(Work to complete)
Which lines in the records below contain the word "usize"? Return each of them.

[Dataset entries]
//! Filtered and sorted projections of a shared table.
//!
//! A view owns only its filter and sort settings. Rows are recomputed from
//! the live table on every access, so mutations of the table are visible
//! immediately and nothing is cached.

use crate::criteria::RowFilter;
use crate::row::Row;
use crate::sort::SortOrder;
use crate::table::Table;
use core::cmp::Ordering;
use std::cell::RefCell;
use std::rc::Rc;
use tabula_core::{Error, Record, Result, Value};

/// The ordering a view applies to its rows.
pub enum ViewSort {
    /// By one column, nulls last.
    Column { column: String, order: SortOrder },
    /// By a caller-supplied comparator.
    Comparator(Box<dyn Fn(&Row, &Row) -> Ordering>),
    /// By a derived key, nulls last.
    Key {
        key: Box<dyn Fn(&Row) -> Value>,
        order: SortOrder,
    },
}

impl ViewSort {
    pub fn column(column: impl Into<String>, order: SortOrder) -> Self {
        ViewSort::Column {
            column: column.into(),
            order,
        }
    }

    pub fn comparator<F>(compare: F) -> Self
    where
        F: Fn(&Row, &Row) -> Ordering + 'static,
    {
        ViewSort::Comparator(Box::new(compare))
    }

    pub fn key<K>(key: K, order: SortOrder) -> Self
    where
        K: Fn(&Row) -> Value + 'static,
    {
        ViewSort::Key {
            key: Box::new(key),
            order,
        }
    }
}

impl core::fmt::Debug for ViewSort {
    fn fmt(&self, f: &mut core::fmt::Formatter<'_>) -> core::fmt::Result {
        match self {
            ViewSort::Column { column, order } => f
                .debug_struct("Column")
                .field("column", column)
                .field("order", order)
                .finish(),
            ViewSort::Comparator(_) => f.write_str("Comparator(..)"),
            ViewSort::Key { order, .. } => f.debug_struct("Key").field("order", order).finish_non_exhaustive(),
        }
    }
}

/// A read-only, recomputed projection of one table.
pub struct View {
    table: Rc<RefCell<Table>>,
    filter: Option<Box<dyn RowFilter>>,
    sort: Option<ViewSort>,
}

impl View {
    /// Creates an unfiltered, unsorted view.
    pub fn new(table: Rc<RefCell<Table>>) -> Self {
        Self {
            table,
            filter: None,
            sort: None,
        }
    }

    /// Sets the filter while building.
    pub fn with_filter(mut self, filter: impl RowFilter + 'static) -> Self {
        self.set_filter(filter);
        self
    }

    /// Sets the sort while building.
    pub fn with_sort(mut self, sort: ViewSort) -> Self {
        self.set_sort(sort);
        self
    }

    /// Returns the shared table.
    pub fn table(&self) -> &Rc<RefCell<Table>> {
        &self.table
    }

    /// Replaces the filter.
    pub fn set_filter(&mut self, filter: impl RowFilter + 'static) -> &mut Self {
        self.filter = Some(Box::new(filter));
        self
    }

    /// Replaces the sort.
    pub fn set_sort(&mut self, sort: ViewSort) -> &mut Self {
        self.sort = Some(sort);
        self
    }

    pub fn clear_filter(&mut self) -> &mut Self {
        self.filter = None;
        self
    }

    pub fn clear_sort(&mut self) -> &mut Self {
        self.sort = None;
        self
    }

    pub fn has_filter(&self) -> bool {
        self.filter.is_some()
    }

    pub fn sort(&self) -> Option<&ViewSort> {
        self.sort.as_ref()
    }

    /// Computes the current rows: the table's rows that pass the filter, in
    /// sort order if a sort is set, otherwise in table order.
    ///
    /// Fails with `NotFound` if the sort names a column the table no longer
    /// has.
    pub fn get_rows(&self) -> Result<Vec<Row>> {
        let table = self.table.borrow();
        let rows = table
            .rows()
            .iter()
            .filter(|row| self.filter.as_deref().map_or(true, |f| f.matches(row)))
            .cloned();

        let Some(sort) = &self.sort else {
            return Ok(rows.collect());
        };

        let mut scratch = table.clone_structure();
        for row in rows {
            scratch.push_row(row);
        }
        match sort {
            ViewSort::Column { column, order } => scratch.sort(column, *order)?,
            ViewSort::Comparator(compare) => scratch.sort_with(|a, b| compare(a, b)),
            ViewSort::Key { key, order } => scratch.sort_by(|row| key(row), *order),
        }
        Ok(scratch.into_rows())
    }

    /// Returns the number of rows currently in the view.
    pub fn count(&self) -> Result<usize> {
        if self.sort.is_none() {
            let table = self.table.borrow();
            return Ok(match self.filter.as_deref() {
                Some(filter) => table.find_rows(filter).len(),
                None => table.row_count(),
            });
        }
        Ok(self.get_rows()?.len())
    }

    /// Returns the row at `index` of the current rows.
    pub fn row(&self, index: usize) -> Result<Row> {
        let mut rows = self.get_rows()?;
        let len = rows.len();
        if index >= len {
            return Err(Error::index_out_of_range(index, len));
        }
        Ok(rows.swap_remove(index))
    }

    /// Materializes the current rows into a new, independent table with the
    /// source's structure.
    pub fn to_table(&self) -> Result<Table> {
        let rows = self.get_rows()?;
        let mut table = self.table.borrow().clone_structure();
        for row in rows {
            table.push_row(row);
        }
        Ok(table)
    }

    /// Snapshots the current rows as plain records.
    pub fn to_array(&self) -> Result<Vec<Record>> {
        Ok(self.get_rows()?.iter().map(Row::to_record).collect())
    }
}

impl core::fmt::Debug for View {
    fn fmt(&self, f: &mut core::fmt::Formatter<'_>) -> core::fmt::Result {
        f.debug_struct("View")
            .field("table", &self.table.borrow().name())
            .field("filtered", &self.filter.is_some())
            .field("sort", &self.sort)
            .finish()
    }
}

#[cfg(test)]
mod tests {
    use super::*;
    use crate::criteria::Criteria;
    use tabula_core::DataType;

    fn shared() -> Rc<RefCell<Table>> {
        let mut table = Table::new("scores");
        table.add_column(("player", DataType::String)).unwrap();
        table.add_column(("points", DataType::Number)).unwrap();
        for (player, points) in [("ann", 12), ("bob", 7), ("cid", 30), ("dee", 7)] {
            table
                .add_row(Record::new().with("player", player).with("points", points))
                .unwrap();
        }
        Rc::new(RefCell::new(table))
    }

    fn players(rows: &[Row]) -> Vec<String> {
        rows.iter().map(|r| r.get("player").unwrap().to_string()).collect()
    }

    #[test]
    fn test_unfiltered_view_mirrors_table() {
        let view = View::new(shared());
        assert_eq!(players(&view.get_rows().unwrap()), vec!["ann", "bob", "cid", "dee"]);
        assert_eq!(view.count().unwrap(), 4);
    }

    #[test]
    fn test_filter_and_sort() {
        let mut view = View::new(shared());
        view.set_filter(Criteria::new().gte("points", 10))
            .set_sort(ViewSort::column("points", SortOrder::Desc));
        assert_eq!(players(&view.get_rows().unwrap()), vec!["cid", "ann"]);
        assert_eq!(view.count().unwrap(), 2);
        assert_eq!(view.row(1).unwrap().get("player").unwrap(), &Value::from("ann"));
        assert_eq!(view.row(2).unwrap_err(), Error::index_out_of_range(2, 2));
    }

    #[test]
    fn test_builder_construction() {
        let view = View::new(shared())
            .with_filter(Criteria::new().gte("points", 10))
            .with_sort(ViewSort::column("points", SortOrder::Desc));
        assert!(view.has_filter());
        assert!(view.sort().is_some());
        assert_eq!(players(&view.get_rows().unwrap()), vec!["cid", "ann"]);

        let low = View::new(shared()).with_filter(|row: &Row| {
            row.get("points").unwrap() == &Value::from(7)
        });
        assert_eq!(players(&low.get_rows().unwrap()), vec!["bob", "dee"]);
    }

    #[test]
    fn test_sort_leaves_table_order_alone() {
        let table = shared();
        let mut view = View::new(Rc::clone(&table));
        view.set_sort(ViewSort::column("player", SortOrder::Desc));
        assert_eq!(players(&view.get_rows().unwrap()), vec!["dee", "cid", "bob", "ann"]);
        let first = table.borrow().row(0).unwrap().get("player").unwrap().clone();
        assert_eq!(first, Value::from("ann"));
    }

    #[test]
    fn test_comparator_and_key_sorts() {
        let mut view = View::new(shared());
        view.set_sort(ViewSort::comparator(|a, b| {
            let name = |r: &Row| r.get("player").unwrap().to_string();
            name(b).cmp(&name(a))
        }));
        assert_eq!(players(&view.get_rows().unwrap()), vec!["dee", "cid", "bob", "ann"]);

        view.set_sort(ViewSort::key(
            |row| row.get("points").cloned().unwrap_or(Value::Null),
            SortOrder::Asc,
        ));
        // Ties keep table order.
        assert_eq!(players(&view.get_rows().unwrap()), vec!["bob", "dee", "ann", "cid"]);
    }

    #[test]
    fn test_recomputes_on_every_access() {
        let table = shared();
        let mut view = View::new(Rc::clone(&table));
        view.set_filter(|row: &Row| row.get("points").unwrap() == &Value::from(7));

        let first = view.get_rows().unwrap();
        assert_eq!(first, view.get_rows().unwrap());
        assert_eq!(players(&first), vec!["bob", "dee"]);

        table.borrow_mut().set_value(0, "points", 7).unwrap();
        assert_eq!(players(&view.get_rows().unwrap()), vec!["ann", "bob", "dee"]);

        view.clear_filter();
        assert_eq!(view.count().unwrap(), 4);
    }

    #[test]
    fn test_sort_on_removed_column_fails() {
        let table = shared();
        let mut view = View::new(Rc::clone(&table));
        view.set_sort(ViewSort::column("points", SortOrder::Asc));
        table.borrow_mut().remove_column("points").unwrap();
        assert!(view.get_rows().unwrap_err().is_not_found());
        view.clear_sort();
        assert_eq!(view.get_rows().unwrap().len(), 4);
    }

    #[test]
    fn test_materialize() {
        let table = shared();
        let mut view = View::new(Rc::clone(&table));
        view.set_filter(Criteria::new().lt("points", 10));

        let copy = view.to_table().unwrap();
        assert_eq!(copy.row_count(), 2);
        assert_eq!(copy.columns(), table.borrow().columns());

        let records = view.to_array().unwrap();
        assert_eq!(records[0].get("player"), Some(&Value::from("bob")));

        table.borrow_mut().clear();
        assert_eq!(copy.row_count(), 2);
        assert!(view.to_array().unwrap().is_empty());
    }
}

(Answer space)
    pub fn count(&self) -> Result<usize> {
    pub fn row(&self, index: usize) -> Result<Row> {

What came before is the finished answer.